DIRECTIONS FOR THIS TASK: Please filter the listing below and copy out the lines that hold "static".

Start of PROVIDED DATA

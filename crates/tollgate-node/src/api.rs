//! HTTP API server for the Tollgate node.
//!
//! Exposes the HTTP 402 payment-challenge surface: challenge issuance,
//! proof-of-payment verification, status, batch settlement, fee estimation,
//! and gateway statistics.

use axum::{
    extract::{Path, State},
    http::{HeaderValue, StatusCode},
    response::{IntoResponse, Response},
    routing::{get, post},
    Json, Router,
};
use chrono::{DateTime, Utc};
use rust_decimal::{Decimal, RoundingStrategy};
use serde::{Deserialize, Serialize};
use std::net::SocketAddr;
use std::sync::Arc;

use tollgate_core::types::{ChallengeId, Currency, MarketSegment, PaymentChallenge};
use tollgate_gateway::{ChallengeRequest, GatewayError, GatewayStatistics};
use tollgate_settlement::{batch, BatchTransaction, NetworkProfile, TransactionType};

use crate::state::AppState;

// --- Request types ---

#[derive(Deserialize)]
pub struct IssueChallengeRequest {
    pub resource: Option<String>,
    pub amount: Option<Decimal>,
    /// Defaults to USDT.
    pub currency: Option<String>,
    /// Defaults to base-sepolia.
    pub network: Option<String>,
    /// Unknown segments are accepted and yield no discount.
    pub segment: Option<String>,
    pub description: Option<String>,
}

#[derive(Deserialize)]
pub struct VerifyPaymentRequest {
    pub payment_id: Option<String>,
    pub transaction_hash: Option<String>,
    pub user_id: Option<String>,
}

#[derive(Deserialize)]
pub struct BatchSettlementRequest {
    pub transactions: Option<Vec<BatchTransaction>>,
    /// Defaults to hedera-testnet.
    pub network: Option<String>,
}

#[derive(Deserialize)]
pub struct EstimateFeeRequest {
    pub amount: Option<Decimal>,
    pub currency: Option<String>,
    pub segment: Option<String>,
    /// Defaults to base-sepolia.
    pub network: Option<String>,
    /// Defaults to a plain transfer.
    pub transaction_type: Option<String>,
}

// --- Response types ---

#[derive(Serialize)]
pub struct ChallengeResponse {
    pub payment_id: String,
    pub resource: String,
    pub amount: Decimal,
    pub currency: String,
    pub network: String,
    pub recipient_address: String,
    pub fee_info: tollgate_core::fees::FeeBreakdown,
    pub status: String,
    pub created_at: DateTime<Utc>,
    pub expires_at: DateTime<Utc>,
    #[serde(skip_serializing_if = "Option::is_none")]
    pub description: Option<String>,
}

impl From<PaymentChallenge> for ChallengeResponse {
    fn from(challenge: PaymentChallenge) -> Self {
        Self {
            payment_id: challenge.id.to_string(),
            resource: challenge.resource,
            amount: challenge.amount,
            currency: challenge.currency.to_string(),
            network: challenge.network,
            recipient_address: challenge.recipient_address,
            fee_info: challenge.fee_breakdown,
            status: challenge.status.to_string(),
            created_at: challenge.created_at,
            expires_at: challenge.expires_at,
            description: challenge.description,
        }
    }
}

#[derive(Serialize)]
pub struct VerifyResponse {
    pub success: bool,
    pub payment_id: String,
    pub transaction_hash: String,
    pub net_amount: Decimal,
    pub processing_fee: Decimal,
    pub verified_at: DateTime<Utc>,
    pub explorer_url: String,
    pub confirmations: u32,
}

#[derive(Serialize)]
pub struct StatusResponse {
    pub payment_id: String,
    pub status: String,
    pub resource: String,
    pub amount: Decimal,
    pub currency: String,
    pub network: String,
    pub created_at: DateTime<Utc>,
    pub expires_at: DateTime<Utc>,
    #[serde(skip_serializing_if = "Option::is_none")]
    pub verified_at: Option<DateTime<Utc>>,
    #[serde(skip_serializing_if = "Option::is_none")]
    pub transaction_hash: Option<String>,
}

#[derive(Serialize)]
pub struct BatchSettlementResponse {
    pub success: bool,
    pub batch_id: String,
    pub merkle_root: String,
    pub transaction_count: usize,
    pub total_amount: Decimal,
    pub network: String,
    pub estimated_network_fee: Decimal,
    pub cost_per_transaction: Decimal,
    pub savings_vs_individual: Decimal,
    pub created_at: DateTime<Utc>,
}

#[derive(Serialize)]
pub struct EstimateFeeResponse {
    pub amount: Decimal,
    pub currency: String,
    #[serde(skip_serializing_if = "Option::is_none")]
    pub market_segment: Option<String>,
    pub network: String,
    pub fee_breakdown: EstimateFeeBreakdown,
    pub net_amount: Decimal,
    pub effective_rate: Decimal,
}

#[derive(Serialize)]
pub struct EstimateFeeBreakdown {
    pub base_fee: Decimal,
    pub net_fee: Decimal,
    pub discount_amount: Decimal,
    pub settlement_cost: Decimal,
    pub total_fee: Decimal,
}

#[derive(Serialize)]
pub struct NetworksResponse {
    pub networks: Vec<NetworkProfile>,
    pub count: usize,
}

#[derive(Serialize)]
pub struct HealthResponse {
    pub status: &'static str,
    pub version: String,
}

#[derive(Serialize)]
pub struct ErrorResponse {
    pub error: String,
    pub code: String,
}

/// API-boundary error: an HTTP status plus the machine-readable code.
pub struct ApiError {
    status: StatusCode,
    error: String,
    code: &'static str,
}

impl ApiError {
    fn bad_request(code: &'static str, error: impl Into<String>) -> Self {
        Self {
            status: StatusCode::BAD_REQUEST,
            error: error.into(),
            code,
        }
    }
}

impl From<GatewayError> for ApiError {
    fn from(err: GatewayError) -> Self {
        let code = err.code();
        let status = match code {
            "PAYMENT_NOT_FOUND" => StatusCode::NOT_FOUND,
            "VERIFICATION_ERROR" => StatusCode::INTERNAL_SERVER_ERROR,
            _ => StatusCode::BAD_REQUEST,
        };
        Self {
            status,
            error: err.to_string(),
            code,
        }
    }
}

impl IntoResponse for ApiError {
    fn into_response(self) -> Response {
        (
            self.status,
            Json(ErrorResponse {
                error: self.error,
                code: self.code.to_string(),
            }),
        )
            .into_response()
    }
}

// --- Handlers ---

async fn handle_health() -> Json<HealthResponse> {
    Json(HealthResponse {
        status: "ok",
        version: env!("CARGO_PKG_VERSION").to_string(),
    })
}

/// `POST /api/v1/payment/challenge` — issue a challenge and answer
/// 402 Payment Required with machine-readable payment headers.
async fn handle_issue_challenge(
    State(state): State<Arc<AppState>>,
    Json(req): Json<IssueChallengeRequest>,
) -> Result<Response, ApiError> {
    let (resource, amount) = match (req.resource, req.amount) {
        (Some(resource), Some(amount)) if !resource.is_empty() => (resource, amount),
        _ => {
            return Err(ApiError::bad_request(
                "INVALID_REQUEST",
                "missing required fields: resource, amount",
            ));
        }
    };

    let currency = parse_currency(req.currency.as_deref())?;
    let segment = req.segment.as_deref().and_then(MarketSegment::from_code);

    let challenge = state.gateway.issue_challenge(ChallengeRequest {
        resource,
        amount,
        currency,
        network: req.network.unwrap_or_else(|| "base-sepolia".into()),
        segment,
        description: req.description,
    })?;

    let realm = challenge
        .description
        .clone()
        .unwrap_or_else(|| challenge.resource.clone());
    let payment_headers = [
        ("WWW-Authenticate", format!("Bearer realm=\"{realm}\"")),
        (
            "Payment-Required",
            format!("x402-{}", challenge.currency.code().to_lowercase()),
        ),
        ("Payment-Amount", challenge.amount.to_string()),
        ("Payment-Address", challenge.recipient_address.clone()),
        ("Payment-Network", challenge.network.clone()),
    ];

    let mut response = (
        StatusCode::PAYMENT_REQUIRED,
        Json(ChallengeResponse::from(challenge)),
    )
        .into_response();
    for (name, value) in payment_headers {
        if let Ok(value) = HeaderValue::from_str(&value) {
            response.headers_mut().insert(name, value);
        }
    }
    Ok(response)
}

/// `POST /api/v1/payment/verify` — verify a settlement-network proof
/// against a pending challenge.
async fn handle_verify_payment(
    State(state): State<Arc<AppState>>,
    Json(req): Json<VerifyPaymentRequest>,
) -> Result<Json<VerifyResponse>, ApiError> {
    let (payment_id, transaction_hash) = match (req.payment_id, req.transaction_hash) {
        (Some(id), Some(hash)) if !id.is_empty() && !hash.is_empty() => (id, hash),
        _ => {
            return Err(ApiError::bad_request(
                "INVALID_REQUEST",
                "missing required fields: payment_id, transaction_hash",
            ));
        }
    };

    let id: ChallengeId = payment_id
        .parse()
        .map_err(|_| ApiError::bad_request("INVALID_REQUEST", "malformed payment_id"))?;

    let outcome = state
        .gateway
        .verify_payment(id, &transaction_hash, req.user_id)
        .await?;

    Ok(Json(VerifyResponse {
        success: true,
        payment_id: outcome.challenge_id.to_string(),
        transaction_hash: outcome.transaction_reference,
        net_amount: outcome.net_amount,
        processing_fee: outcome.fee_charged,
        verified_at: outcome.verified_at,
        explorer_url: outcome.explorer_url,
        confirmations: outcome.confirmations,
    }))
}

/// `GET /api/v1/payment/status/{id}` — lifecycle snapshot.
async fn handle_status(
    State(state): State<Arc<AppState>>,
    Path(id): Path<String>,
) -> Result<Json<StatusResponse>, ApiError> {
    let id: ChallengeId = id
        .parse()
        .map_err(|_| ApiError::bad_request("INVALID_REQUEST", "malformed payment id"))?;

    let challenge = state
        .gateway
        .status(&id)
        .await
        .ok_or_else(|| ApiError::from(GatewayError::PaymentNotFound(id)))?;

    Ok(Json(StatusResponse {
        payment_id: challenge.id.to_string(),
        status: challenge.status.to_string(),
        resource: challenge.resource,
        amount: challenge.amount,
        currency: challenge.currency.to_string(),
        network: challenge.network,
        created_at: challenge.created_at,
        expires_at: challenge.expires_at,
        verified_at: challenge.verified_at,
        transaction_hash: challenge.transaction_reference,
    }))
}

/// `POST /api/v1/payment/settlement/batch` — commit a batch of offline
/// transactions and amortize the settlement cost.
async fn handle_batch_settlement(
    State(state): State<Arc<AppState>>,
    Json(req): Json<BatchSettlementRequest>,
) -> Result<Json<BatchSettlementResponse>, ApiError> {
    let transactions = req.transactions.ok_or_else(|| {
        ApiError::bad_request("INVALID_REQUEST", "missing required field: transactions")
    })?;

    let network_id = req.network.unwrap_or_else(|| "hedera-testnet".into());
    let profile = state.networks.get(&network_id).ok_or_else(|| {
        ApiError::from(GatewayError::UnsupportedNetwork(network_id.clone()))
    })?;

    let settlement = batch::build_batch(transactions)
        .map_err(|e| ApiError::from(GatewayError::Verification(e)))?;
    let network_fee = profile.estimate_settlement_cost(TransactionType::ChannelSettle);
    let estimate = settlement.amortize(network_fee);

    Ok(Json(BatchSettlementResponse {
        success: true,
        batch_id: settlement.batch_id.to_string(),
        merkle_root: settlement.merkle_root,
        transaction_count: settlement.transaction_count,
        total_amount: settlement.total_amount,
        network: network_id,
        estimated_network_fee: estimate.network_fee,
        cost_per_transaction: estimate.cost_per_transaction,
        savings_vs_individual: estimate.savings_vs_individual,
        created_at: settlement.created_at,
    }))
}

/// `GET /api/v1/payment/statistics` — aggregates over completed payments.
async fn handle_statistics(State(state): State<Arc<AppState>>) -> Json<GatewayStatistics> {
    Json(state.gateway.statistics())
}

/// `GET /api/v1/payment/networks` — configured settlement networks.
async fn handle_networks(State(state): State<Arc<AppState>>) -> Json<NetworksResponse> {
    let networks: Vec<NetworkProfile> =
        state.networks.profiles().into_iter().cloned().collect();
    let count = networks.len();
    Json(NetworksResponse { networks, count })
}

/// `POST /api/v1/payment/estimate-fee` — quote fees without creating a
/// challenge.
async fn handle_estimate_fee(
    State(state): State<Arc<AppState>>,
    Json(req): Json<EstimateFeeRequest>,
) -> Result<Json<EstimateFeeResponse>, ApiError> {
    let amount = req.amount.ok_or_else(|| {
        ApiError::bad_request("INVALID_REQUEST", "missing required field: amount")
    })?;
    let currency = parse_currency(req.currency.as_deref())?;
    let segment = req.segment.as_deref().and_then(MarketSegment::from_code);

    let network_id = req.network.unwrap_or_else(|| "base-sepolia".into());
    let profile = state.networks.get(&network_id).ok_or_else(|| {
        ApiError::from(GatewayError::UnsupportedNetwork(network_id.clone()))
    })?;

    let fees = state
        .gateway
        .fee_schedule()
        .calculate(amount, segment)
        .map_err(|e| ApiError::from(GatewayError::Core(e)))?;

    let tx_type = TransactionType::from_code(req.transaction_type.as_deref().unwrap_or("transfer"));
    let settlement_cost = profile.estimate_settlement_cost(tx_type);
    let total_fee = round8(fees.net_fee + settlement_cost);

    Ok(Json(EstimateFeeResponse {
        amount,
        currency: currency.to_string(),
        market_segment: segment.map(|s| s.to_string()),
        network: network_id,
        fee_breakdown: EstimateFeeBreakdown {
            base_fee: fees.base_fee,
            net_fee: fees.net_fee,
            discount_amount: fees.discount_amount,
            settlement_cost,
            total_fee,
        },
        net_amount: round8(amount - fees.net_fee - settlement_cost),
        effective_rate: fees.effective_rate,
    }))
}

fn parse_currency(code: Option<&str>) -> Result<Currency, ApiError> {
    match code {
        None => Ok(Currency::Usdt),
        Some(code) => Currency::from_code(code).ok_or_else(|| {
            ApiError::bad_request("INVALID_REQUEST", format!("unsupported currency: {code}"))
        }),
    }
}

fn round8(value: Decimal) -> Decimal {
    value.round_dp_with_strategy(8, RoundingStrategy::MidpointAwayFromZero)
}

// --- Server ---

pub fn build_router(state: Arc<AppState>) -> Router {
    Router::new()
        .route("/api/v1/health", get(handle_health))
        .route("/api/v1/payment/challenge", post(handle_issue_challenge))
        .route("/api/v1/payment/verify", post(handle_verify_payment))
        .route("/api/v1/payment/status/{id}", get(handle_status))
        .route(
            "/api/v1/payment/settlement/batch",
            post(handle_batch_settlement),
        )
        .route("/api/v1/payment/statistics", get(handle_statistics))
        .route("/api/v1/payment/networks", get(handle_networks))
        .route("/api/v1/payment/estimate-fee", post(handle_estimate_fee))
        .with_state(state)
}

pub async fn start_api_server(
    listen_addr: SocketAddr,
    state: Arc<AppState>,
    shutdown: impl std::future::Future<Output = ()> + Send + 'static,
) -> anyhow::Result<()> {
    let app = build_router(state);
    let listener = tokio::net::TcpListener::bind(listen_addr).await?;
    tracing::info!(%listen_addr, "HTTP API server started");
    axum::serve(listener, app)
        .with_graceful_shutdown(shutdown)
        .await?;
    Ok(())
}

End of PROVIDED DATA

RESULT OF THIS EXERCISE:
    pub status: &'static str,
    code: &'static str,
    fn bad_request(code: &'static str, error: impl Into<String>) -> Self {
    shutdown: impl std::future::Future<Output = ()> + Send + 'static,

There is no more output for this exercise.